The Lordship thereafter became a royal appointment. Its holders were usually close confidants of, or closely related to, the monarch. For example, in the fourteenth century Edward II appointed his favourite Piers Gaveston. Edward's son Edward, Earl of Chester, afterwards King Edward III was also appointed as were the latter's grandson Edward of Norwich, 2nd Duke of York. In the fifteenth century Humphrey, Duke of Gloucester "son, brother and uncle of kings" was appointed, as were members of the Beaufort and Woodville families during the Wars of the Roses.
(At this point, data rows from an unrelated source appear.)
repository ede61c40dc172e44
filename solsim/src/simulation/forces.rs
//! Acceleration contributors for the orbital simulation
//!
//! Defines the acceleration trait, the set that sums its terms, and the
//! central-body gravity term. Planets attract only the central body, never
//! each other, so every term is evaluated body by body.

use log::trace;

use crate::simulation::states::{NVec2, System};

/// Collection of acceleration terms
/// Each term implements [`Acceleration`] and their contributions are summed
/// into a single acceleration vector per body
pub struct AccelSet {
    terms: Vec<Box<dyn Acceleration + Send + Sync>>,
}

impl AccelSet {
    /// Create an empty acceleration set
    pub fn new() -> Self {
        Self {
            terms: Vec::new()
        }
    }

    /// Add an acceleration term
    pub fn with<T>(mut self, term: T) -> Self
    where
        T: Acceleration + Send + Sync + 'static,
    {
        self.terms.push(Box::new(term));
        self
    }

    pub fn len(&self) -> usize {
        self.terms.len()
    }

    pub fn is_empty(&self) -> bool {
        self.terms.is_empty()
    }

    /// Compute total accelerations at time `t` for all bodies in `sys`
    /// - `out[i]` will be set to the sum of contributions from all terms
    pub fn accumulate_accels(&self, t: f64, sys: &System, out: &mut [NVec2]) {
        // Zero buffer
        for a in out.iter_mut() {
            *a = NVec2::zeros();
        }
        for term in &self.terms {
            term.acceleration(t, sys, out);
        }
    }
}

impl Default for AccelSet {
    fn default() -> Self {
        Self::new()
    }
}

/// Acceleration source operating on a [`System`]
/// Implementations add their contribution into `out[i]` for each body
pub trait Acceleration {
    fn acceleration(&self, t: f64, sys: &System, out: &mut [NVec2]);
}

/// Newtonian attraction toward the fixed central body
///
/// The body's own mass cancels between `F = G m M / r^2` and `a = F / m`,
/// so the acceleration is computed directly as `G M d / |d|^3` where `d`
/// points from the body to the central body. A body sitting exactly on the
/// central body gets no contribution for that tick.
#[allow(non_snake_case)]
pub struct CentralGravity {
    pub G: f64, // gravitational constant
}

impl Acceleration for CentralGravity {
    fn acceleration(&self, _t: f64, sys: &System, out: &mut [NVec2]) {
        let gm = self.G * sys.central.m;

        for (i, b) in sys.bodies.iter().enumerate() {
            // displacement from the body to the central body
            let d = sys.central.x - b.x;
            let dist = d.norm();

            if dist == 0.0 {
                trace!("{} coincides with {}, no gravity this tick", b.name, sys.central.name);
                continue;
            }

            out[i] += (gm / (dist * dist * dist)) * d;
        }
    }
}
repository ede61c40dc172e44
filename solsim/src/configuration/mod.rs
pub mod config;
The last appointee, Edward Woodville, styled Lord Scales, who had supported Henry VII in that conflict, died in 1488.

== Lords of the Isle of Wight, 1st creation (1066) ==

- William FitzOsbern, 1st Earl of Hereford (died 1071)
- Roger de Breteuil, 2nd Earl of Hereford (1075 seized)
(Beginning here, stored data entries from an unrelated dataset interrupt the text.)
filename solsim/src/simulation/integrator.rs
//! Fixed-step time integrator for the orbital system
//!
//! Semi-implicit (symplectic) Euler driven by `AccelSet` and `Parameters`.
//! A tick is a pure function of the previous snapshot: the input `System`
//! is left untouched and a new one is returned.

use super::forces::AccelSet;
use super::params::Parameters;
use super::states::{NVec2, System};

/// Advance the system by one step of `params.dt` using symplectic Euler
///
/// Velocities of all bodies are kicked from the pre-tick positions first,
/// then all positions drift with the new velocities.
pub fn advance(sys: &System, forces: &AccelSet, params: &Parameters) -> System {
    let mut next = sys.clone();
    let n = next.bodies.len();
    if n == 0 { // no bodies, only time moves
        next.t += params.dt;
        return next;
    }

    let dt = params.dt;

    // a_n from x_n at time t_n
    let mut accels = vec![NVec2::zeros(); n];
    forces.accumulate_accels(sys.t, sys, &mut accels);

    // Kick: v_n+1 = v_n + dt * a_n
    for (b, a) in next.bodies.iter_mut().zip(accels.iter()) {
        b.v += dt * *a;
    }

    // Drift: x_n+1 = x_n + dt * v_n+1
    for b in next.bodies.iter_mut() {
        b.x += dt * b.v;
    }

    next.t += dt;
    next
}

/// Apply `advance` `steps` times, returning the final snapshot
pub fn advance_n(sys: &System, forces: &AccelSet, params: &Parameters, steps: usize) -> System {
    let mut current = sys.clone();
    for _ in 0..steps {
        current = advance(&current, forces, params);
    }
    current
}
use solsim::{Logger, Scenario, ScenarioConfig};
use solsim::run_headless;
#[cfg(feature = "viewer")]
use solsim::run_2d;

use anyhow::Result;
use clap::Parser;
use log::LevelFilter;

use std::path::PathBuf;

#[derive(Parser, Debug)]
#[command(about = "Sun and planets under central gravity")]
struct Args {
    /// Scenario file, as a path or a name under the crate's `scenarios/`
    #[arg(short, default_value = "solar_system.yaml")]
    file_name: String,

    /// Run without a window
    #[arg(long)]
    headless: bool,

    /// Ticks to run in headless mode
    #[arg(long, default_value_t = 10_000)]
    steps: usize,

    /// Headless progress line every this many ticks, 0 for none
    #[arg(long, default_value_t = 1_000)]
    report_every: usize,

    /// Log level for both headless and viewer runs
    #[arg(long, default_value = "info")]
    log_level: LevelFilter,
}

fn scenario_path(file_name: &str) -> PathBuf {
    let given = PathBuf::from(file_name);
    if given.exists() {
        return given;
    }
    PathBuf::from(env!("CARGO_MANIFEST_DIR")).join("scenarios").join(file_name)
}

fn main() -> Result<()> {
    let args = Args::parse();

    let headless = args.headless || cfg!(not(feature = "viewer"));
    if headless {
        Logger::init(args.log_level);
    }

    let scenario_cfg = ScenarioConfig::from_file(&scenario_path(&args.file_name))?;
    let mut scenario = Scenario::build_scenario(scenario_cfg)?;

    if headless {
        run_headless(&mut scenario, args.steps, args.report_every);
        return Ok(());
    }

    #[cfg(feature = "viewer")]
    run_2d(scenario, args.log_level);

    Ok(())
}

#[cfg(test)]
mod tests {
    use super::*;

    #[test]
    fn args_parse_log_level() {
        let args = Args::try_parse_from(["solsim", "--headless", "--log-level", "debug", "--steps", "5"]).expect("args");
        assert!(args.headless);
        assert_eq!(args.steps, 5);
        assert_eq!(args.log_level, LevelFilter::Debug);
        assert_eq!(args.file_name, "solar_system.yaml");
    }

    #[test]
    fn args_reject_unknown_log_level() {
        assert!(Args::try_parse_from(["solsim", "--log-level", "loud"]).is_err());
    }
}
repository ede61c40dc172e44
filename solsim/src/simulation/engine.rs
//! High-level runtime engine settings
//!
//! Selects how initial velocities are assigned and carries the display
//! settings the viewer reads when running a `Scenario`

use crate::configuration::config::DisplayConfig;
use crate::simulation::initializer::OrbitInit;

#[derive(Debug, Clone, PartialEq)]
pub struct Engine {
    pub init: OrbitInit, // tangential, y axis or none
    pub display: DisplayConfig, // window size, scale and title
}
== Lords of the Isle of Wight, 2nd creation (1101) ==

- Richard de Redvers (died 1107)
- Baldwin de Redvers, 1st Earl of Devon (died 1155)
- Richard de Redvers, 2nd Earl of Devon (died 1162)
- Baldwin de Redvers, 3rd Earl of Devon (died 1188)
- Richard de Redvers, 4th Earl of Devon (died c. 1193)
- William de Redvers, 5th Earl of Devon (died 1217)
- Baldwin de Redvers, 6th Earl of Devon (died 1245)
- Baldwin de Redvers, 7th Earl of Devon (died 1262)
- Isabella de Fortibus, 8th Countess of Devon (died 1293)
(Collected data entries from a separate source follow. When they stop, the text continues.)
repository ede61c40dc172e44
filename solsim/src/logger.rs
//! Console `log` backend for headless runs. The viewer uses Bevy's own.

use log::{LevelFilter, Log, Metadata, Record};

pub struct Logger;

static LOGGER: Logger = Logger;

impl Logger {
    /// Install the logger; a second call only updates the level
    pub fn init(level: LevelFilter) {
        let _ = log::set_logger(&LOGGER);
        log::set_max_level(level);
    }
}

impl Log for Logger {
    fn enabled(&self, metadata: &Metadata) -> bool {
        metadata.level() <= log::max_level()
    }

    fn log(&self, record: &Record) {
        if !self.enabled(record.metadata()) {
            return;
        }

        println!(
            "{} {}:{} {}",
            record.level(),
            record.file().unwrap_or(""),
            record.line().unwrap_or(0),
            record.args()
        );
    }

    fn flush(&self) {}
}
== Appointed Lords and Ladies of the Isle of Wight ==
- 1307: Piers Gaveston, 1st Earl of Cornwall (killed 1312)
- Edward, Earl of Chester (became King Edward III in 1327)
- 1385: William de Montagu, 2nd Earl of Salisbury (died 1397)
- 4 June 1397: Edward of Norwich, 2nd Duke of York (died 1415 in action)
- 10 December 1415: Philippa de Mohun (died 1431 at Carisbrooke Castle)
- 1415 (presumably in reversion): Humphrey, Duke of Gloucester (died 1447)
- 1452: Edmund Beaufort, 2nd Duke of Somerset (died 1455)
- 1457: Henry Beaufort, 3rd Duke of Somerset (died 1464)
- 1474: Anthony Woodville, 2nd Earl Rivers (died 1483)
- 1485: Edward Woodville, styled Lord Scales (died 1488).

== See also ==
- Henry Beauchamp, 1st Duke of Warwick is said to have been crowned "King of the Isle of Wight" in 1444 by his boyhood friend King Henry VI but never held the lordship.
- Frederick, Prince of Wales, son of George II and father of George III, seems to have been gazetted Marquess of the Isle of Wight in the Peerage of Great Britain in error in 1726; the title as intended (and subsequently referred to) was Marquess of the Isle of Ely

== Notes and references ==
- G. E. C., The Complete Peerage, vol. III (1890) p. 100, note f.